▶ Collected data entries

# # #

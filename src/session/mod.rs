// Session orchestration — lifecycle state machine, retry policy, prefetch.

pub mod controller;
pub mod prefetch;
pub mod retry;

pub use controller::PreviewSession;
pub use prefetch::PrefetchRequest;
pub use retry::RetryPolicy;

/// Counters carried across loads within one session handle.
#[derive(Debug, Clone, Copy, Default, PartialEq, Eq)]
pub struct SessionCounts {
    pub success: u32,
    pub error: u32,
    pub navigation: u32,
}
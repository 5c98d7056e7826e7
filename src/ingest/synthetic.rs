//! Synthetic frame source.
//!
//! `SyntheticSource` stands in for a phone camera pipeline: it emits NV12 sensor
//! frames at the capture resolution, converts them to RGB and resizes them to the
//! inference tensor dimensions, the same path a real camera adapter takes.
//!
//! Only `stub://` URIs are accepted.

use anyhow::{anyhow, Result};
use std::collections::HashSet;

use super::normalize::{normalize_to_rgb, resize_rgb_nearest, PixelFormat};
use super::{CameraFacing, CameraSelector, FrameSource, SourceStats};
use crate::frame::Frame;

/// Configuration for a synthetic source.
#[derive(Clone, Debug)]
pub struct SyntheticConfig {
    /// Source URI (e.g., "stub://front_camera").
    pub uri: String,
    /// Simulated sensor resolution. Must be even in both dimensions (NV12).
    pub capture_width: u32,
    pub capture_height: u32,
    /// Resolution of the frames handed to the pump.
    pub output_width: u32,
    pub output_height: u32,
    /// Stop after this many frames. `None` runs forever.
    pub frame_limit: Option<u64>,
}

impl Default for SyntheticConfig {
    fn default() -> Self {
        Self {
            uri: "stub://camera".to_string(),
            capture_width: 640,
            capture_height: 480,
            output_width: 180,
            output_height: 240,
            frame_limit: None,
        }
    }
}

pub struct SyntheticSource {
    config: SyntheticConfig,
    selector: CameraSelector,
    active: Option<CameraFacing>,
    outstanding: HashSet<u64>,
    stats: SourceStats,
    connected: bool,
}

impl SyntheticSource {
    pub fn new(config: SyntheticConfig, selector: CameraSelector) -> Result<Self> {
        if !config.uri.starts_with("stub://") {
            return Err(anyhow!(
                "synthetic source only accepts stub:// URIs, got '{}'",
                config.uri
            ));
        }
        if config.capture_width == 0
            || config.capture_height == 0
            || config.capture_width % 2 != 0
            || config.capture_height % 2 != 0
        {
            return Err(anyhow!(
                "synthetic capture size {}x{} must be non-zero and even",
                config.capture_width,
                config.capture_height
            ));
        }
        if config.output_width == 0 || config.output_height == 0 {
            return Err(anyhow!("synthetic output size must be non-zero"));
        }
        Ok(Self {
            config,
            selector,
            active: None,
            outstanding: HashSet::new(),
            stats: SourceStats::default(),
            connected: false,
        })
    }

    /// Synthetic sources are always reachable.
    pub fn connect(&mut self) -> Result<()> {
        self.connected = true;
        log::info!(
            "SyntheticSource: connected to {} ({}x{} -> {}x{})",
            self.config.uri,
            self.config.capture_width,
            self.config.capture_height,
            self.config.output_width,
            self.config.output_height
        );
        Ok(())
    }

    fn generate_nv12(&self, facing: CameraFacing) -> Vec<u8> {
        let w = self.config.capture_width as usize;
        let h = self.config.capture_height as usize;
        let frame = self.stats.frames_captured;
        let y_plane = w * h;

        let mut nv12 = vec![0u8; y_plane + y_plane / 2];
        // Diagonal gradient that drifts each frame; front camera drifts the other way.
        for j in 0..h {
            for i in 0..w {
                let shift = match facing {
                    CameraFacing::Back => frame as usize,
                    CameraFacing::Front => (w - i) + frame as usize,
                };
                nv12[j * w + i] = ((i + j + shift) % 256) as u8;
            }
        }
        let chroma = match facing {
            CameraFacing::Back => [128u8, 128u8],
            CameraFacing::Front => [112u8, 144u8],
        };
        for pair in nv12[y_plane..].chunks_exact_mut(2) {
            pair.copy_from_slice(&chroma);
        }
        nv12
    }
}

impl FrameSource for SyntheticSource {
    fn name(&self) -> &str {
        &self.config.uri
    }

    fn next_frame(&mut self) -> Result<Option<Frame>> {
        if !self.connected {
            return Err(anyhow!("synthetic source {} not connected", self.config.uri));
        }
        if let Some(limit) = self.config.frame_limit {
            if self.stats.frames_captured >= limit {
                return Ok(None);
            }
        }

        let facing = self.selector.current();
        if self.active.is_some_and(|active| active != facing) {
            self.stats.camera_switches += 1;
            log::info!("SyntheticSource: switched to {:?} camera", facing);
        }
        self.active = Some(facing);

        let nv12 = self.generate_nv12(facing);
        let rgb = normalize_to_rgb(
            &nv12,
            self.config.capture_width,
            self.config.capture_height,
            PixelFormat::Nv12,
        )?;
        let rgb = resize_rgb_nearest(
            rgb,
            self.config.capture_width,
            self.config.capture_height,
            self.config.output_width,
            self.config.output_height,
        )?;

        self.stats.frames_captured += 1;
        let sequence = self.stats.frames_captured;
        let frame = Frame::new(
            rgb,
            self.config.output_width,
            self.config.output_height,
            sequence,
            facing,
        )?;
        self.outstanding.insert(sequence);
        Ok(Some(frame))
    }

    fn release(&mut self, frame: Frame) -> Result<()> {
        if !self.outstanding.remove(&frame.sequence) {
            return Err(anyhow!(
                "frame {} was not issued by {} or was already released",
                frame.sequence,
                self.config.uri
            ));
        }
        self.stats.frames_released += 1;
        Ok(())
    }

    fn is_healthy(&self) -> bool {
        self.connected
    }

    fn stats(&self) -> SourceStats {
        self.stats.clone()
    }
}
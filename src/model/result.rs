/// Keypoint names produced by MoveNet, in output order (COCO-17).
pub const COCO_KEYPOINTS: [&str; 17] = [
    "nose",
    "left_eye",
    "right_eye",
    "left_ear",
    "right_ear",
    "left_shoulder",
    "right_shoulder",
    "left_elbow",
    "right_elbow",
    "left_wrist",
    "right_wrist",
    "left_hip",
    "right_hip",
    "left_knee",
    "right_knee",
    "left_ankle",
    "right_ankle",
];

/// A named landmark in inference-tensor coordinates.
#[derive(Clone, Debug, PartialEq)]
pub struct Keypoint {
    pub name: String,
    pub x: f32,
    pub y: f32,
    /// Confidence in [0, 1]. Some models omit it; a missing score counts as zero.
    pub score: Option<f32>,
}

impl Keypoint {
    pub fn new(name: impl Into<String>, x: f32, y: f32, score: f32) -> Self {
        Self {
            name: name.into(),
            x,
            y,
            score: Some(score),
        }
    }

    pub fn score_or_zero(&self) -> f32 {
        self.score.unwrap_or(0.0)
    }
}

/// One detected subject.
#[derive(Clone, Debug, Default, PartialEq)]
pub struct Pose {
    pub keypoints: Vec<Keypoint>,
    pub score: Option<f32>,
}

impl Pose {
    pub fn new(keypoints: Vec<Keypoint>) -> Self {
        Self {
            keypoints,
            score: None,
        }
    }

    pub fn keypoint(&self, name: &str) -> Option<&Keypoint> {
        self.keypoints.iter().find(|k| k.name == name)
    }
}

#[cfg(test)]
mod tests {
    use super::*;

    #[test]
    fn missing_score_reads_as_zero() {
        let kp = Keypoint {
            name: "nose".to_string(),
            x: 1.0,
            y: 2.0,
            score: None,
        };
        assert_eq!(kp.score_or_zero(), 0.0);
        assert_eq!(Keypoint::new("nose", 1.0, 2.0, 0.7).score_or_zero(), 0.7);
    }

    #[test]
    fn keypoint_lookup_by_name() {
        let pose = Pose::new(vec![
            Keypoint::new("nose", 1.0, 1.0, 0.9),
            Keypoint::new("left_wrist", 5.0, 6.0, 0.8),
        ]);
        assert_eq!(pose.keypoint("left_wrist").map(|k| k.x), Some(5.0));
        assert!(pose.keypoint("right_wrist").is_none());
    }
}
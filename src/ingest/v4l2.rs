//! V4L2 frame source.
//!
//! This module provides `V4l2Source` for capturing frames from local V4L2 devices
//! (USB webcams, laptop cameras, phone cameras exposed through v4l2loopback).
//!
//! The V4L2 source is responsible for:
//! - Opening the device node that matches the selected camera facing
//! - Reopening on a camera toggle, before the next frame is captured
//! - Converting RGB3/NV12 captures to RGB and resizing to tensor dimensions
//!
//! The V4L2 source MUST NOT:
//! - Store captured frames to disk
//! - Retain frames beyond handoff to the pump

use anyhow::{anyhow, Context, Result};
use ouroboros::self_referencing;
use std::collections::HashSet;
use std::time::{Duration, Instant};

use super::normalize::{normalize_to_rgb, resize_rgb_nearest, PixelFormat};
use super::{CameraFacing, CameraSelector, FrameSource, SourceStats};
use crate::frame::Frame;

/// Configuration for a V4L2 source.
#[derive(Clone, Debug)]
pub struct V4l2Config {
    /// Device used for the front camera. Falls back to `back_device` when unset.
    pub front_device: Option<String>,
    /// Device used for the back camera (e.g., "/dev/video0").
    pub back_device: String,
    /// Requested capture rate. 0 leaves the driver default.
    pub target_fps: u32,
    /// Preferred capture size.
    pub capture_width: u32,
    pub capture_height: u32,
    /// Size of the frames handed to the pump.
    pub output_width: u32,
    pub output_height: u32,
    pub frame_limit: Option<u64>,
}

impl Default for V4l2Config {
    fn default() -> Self {
        Self {
            front_device: None,
            back_device: "/dev/video0".to_string(),
            target_fps: 30,
            capture_width: 640,
            capture_height: 480,
            output_width: 180,
            output_height: 240,
            frame_limit: None,
        }
    }
}

impl V4l2Config {
    fn device_for(&self, facing: CameraFacing) -> &str {
        match facing {
            CameraFacing::Front => self
                .front_device
                .as_deref()
                .unwrap_or(self.back_device.as_str()),
            CameraFacing::Back => self.back_device.as_str(),
        }
    }
}

#[self_referencing]
struct DeviceState {
    device: v4l::Device,
    #[borrows(mut device)]
    #[covariant]
    stream: v4l::prelude::MmapStream<'this, v4l::Device>,
}

pub struct V4l2Source {
    config: V4l2Config,
    selector: CameraSelector,
    state: Option<DeviceState>,
    active_facing: Option<CameraFacing>,
    active_width: u32,
    active_height: u32,
    active_format: PixelFormat,
    outstanding: HashSet<u64>,
    stats: SourceStats,
    last_frame_at: Option<Instant>,
    last_error: Option<String>,
}

impl V4l2Source {
    pub fn new(config: V4l2Config, selector: CameraSelector) -> Result<Self> {
        if config.back_device.trim().is_empty() {
            return Err(anyhow!("v4l2 device path must not be empty"));
        }
        if config.output_width == 0 || config.output_height == 0 {
            return Err(anyhow!("v4l2 output size must be non-zero"));
        }
        Ok(Self {
            active_width: config.capture_width,
            active_height: config.capture_height,
            config,
            selector,
            state: None,
            active_facing: None,
            active_format: PixelFormat::Rgb24,
            outstanding: HashSet::new(),
            stats: SourceStats::default(),
            last_frame_at: None,
            last_error: None,
        })
    }

    /// Open the device for the currently selected camera.
    pub fn connect(&mut self) -> Result<()> {
        let facing = self.selector.current();
        self.open(facing)
    }

    fn open(&mut self, facing: CameraFacing) -> Result<()> {
        use v4l::buffer::Type;
        use v4l::video::Capture;

        // Drop the old stream before opening the next device.
        self.state = None;
        let path = self.config.device_for(facing).to_string();

        let mut device =
            v4l::Device::with_path(&path).with_context(|| format!("open v4l2 device {}", path))?;
        let mut format = device.format().context("read v4l2 format")?;
        format.width = self.config.capture_width;
        format.height = self.config.capture_height;
        format.fourcc = v4l::FourCC::new(b"RGB3");

        let format = match device.set_format(&format) {
            Ok(format) => format,
            Err(err) => {
                log::warn!("V4l2Source: failed to set RGB3 on {}: {}", path, err);
                device
                    .format()
                    .context("read v4l2 format after set failure")?
            }
        };
        self.active_format = if format.fourcc == v4l::FourCC::new(b"NV12") {
            PixelFormat::Nv12
        } else if format.fourcc == v4l::FourCC::new(b"RGB3") {
            PixelFormat::Rgb24
        } else {
            return Err(anyhow!(
                "v4l2 device {} negotiated unsupported format {}",
                path,
                format.fourcc
            ));
        };

        if self.config.target_fps > 0 {
            let params = v4l::video::capture::Parameters::with_fps(self.config.target_fps);
            if let Err(err) = device.set_params(&params) {
                log::warn!("V4l2Source: failed to set fps on {}: {}", path, err);
            }
        }

        self.active_width = format.width;
        self.active_height = format.height;

        let state = DeviceStateBuilder {
            device,
            stream_builder: |device| {
                v4l::prelude::MmapStream::with_buffers(device, Type::VideoCapture, 4)
                    .map_err(|err| anyhow::Error::new(err).context("create v4l2 buffer stream"))
            },
        }
        .try_build()
        .map_err(|err| {
            self.last_error = Some(err.to_string());
            err
        })?;
        self.state = Some(state);
        self.active_facing = Some(facing);
        self.last_error = None;

        log::info!(
            "V4l2Source: {:?} camera on {} ({}x{} {:?})",
            facing,
            path,
            self.active_width,
            self.active_height,
            self.active_format
        );
        Ok(())
    }

    fn health_grace(&self) -> Duration {
        let base_ms = if self.config.target_fps == 0 {
            2_000
        } else {
            (1000 / self.config.target_fps).saturating_mul(6)
        };
        Duration::from_millis(base_ms.max(2_000) as u64)
    }
}

impl FrameSource for V4l2Source {
    fn name(&self) -> &str {
        &self.config.back_device
    }

    fn next_frame(&mut self) -> Result<Option<Frame>> {
        use v4l::io::traits::CaptureStream;

        if let Some(limit) = self.config.frame_limit {
            if self.stats.frames_captured >= limit {
                return Ok(None);
            }
        }

        let facing = self.selector.current();
        if self.active_facing != Some(facing) {
            if self.active_facing.is_some() {
                self.stats.camera_switches += 1;
            }
            self.open(facing)?;
        }

        let state = self.state.as_mut().context("v4l2 device not connected")?;
        let captured = state
            .with_mut(|fields| fields.stream.next().map(|(buf, _meta)| buf.to_vec()))
            .map_err(|err| {
                self.last_error = Some(err.to_string());
                anyhow::Error::new(err).context("capture v4l2 frame")
            })?;
        self.last_frame_at = Some(Instant::now());

        let rgb = normalize_to_rgb(
            &captured,
            self.active_width,
            self.active_height,
            self.active_format,
        )?;
        let rgb = resize_rgb_nearest(
            rgb,
            self.active_width,
            self.active_height,
            self.config.output_width,
            self.config.output_height,
        )?;

        self.stats.frames_captured += 1;
        let sequence = self.stats.frames_captured;
        let frame = Frame::new(
            rgb,
            self.config.output_width,
            self.config.output_height,
            sequence,
            facing,
        )?;
        self.outstanding.insert(sequence);
        Ok(Some(frame))
    }

    fn release(&mut self, frame: Frame) -> Result<()> {
        if !self.outstanding.remove(&frame.sequence) {
            return Err(anyhow!(
                "frame {} was not issued by {} or was already released",
                frame.sequence,
                self.config.back_device
            ));
        }
        self.stats.frames_released += 1;
        Ok(())
    }

    fn is_healthy(&self) -> bool {
        if self.last_error.is_some() {
            return false;
        }
        let Some(last_frame_at) = self.last_frame_at else {
            return true;
        };
        last_frame_at.elapsed() <= self.health_grace()
    }

    fn stats(&self) -> SourceStats {
        self.stats.clone()
    }
}

#[cfg(test)]
mod tests {
    use super::*;

    #[test]
    fn front_falls_back_to_back_device() {
        let config = V4l2Config::default();
        assert_eq!(config.device_for(CameraFacing::Front), "/dev/video0");

        let config = V4l2Config {
            front_device: Some("/dev/video2".to_string()),
            ..V4l2Config::default()
        };
        assert_eq!(config.device_for(CameraFacing::Front), "/dev/video2");
        assert_eq!(config.device_for(CameraFacing::Back), "/dev/video0");
    }

    #[test]
    fn rejects_empty_device() {
        let config = V4l2Config {
            back_device: " ".to_string(),
            ..V4l2Config::default()
        };
        assert!(V4l2Source::new(config, CameraSelector::default()).is_err());
    }
}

# # #

▶ About this task
Filter the records above for lines with "SyntheticSource".

▶ Written response
//! `SyntheticSource` stands in for a phone camera pipeline: it emits NV12 sensor
pub struct SyntheticSource {
impl SyntheticSource {
            "SyntheticSource: connected to {} ({}x{} -> {}x{})",
impl FrameSource for SyntheticSource {
            log::info!("SyntheticSource: switched to {:?} camera", facing);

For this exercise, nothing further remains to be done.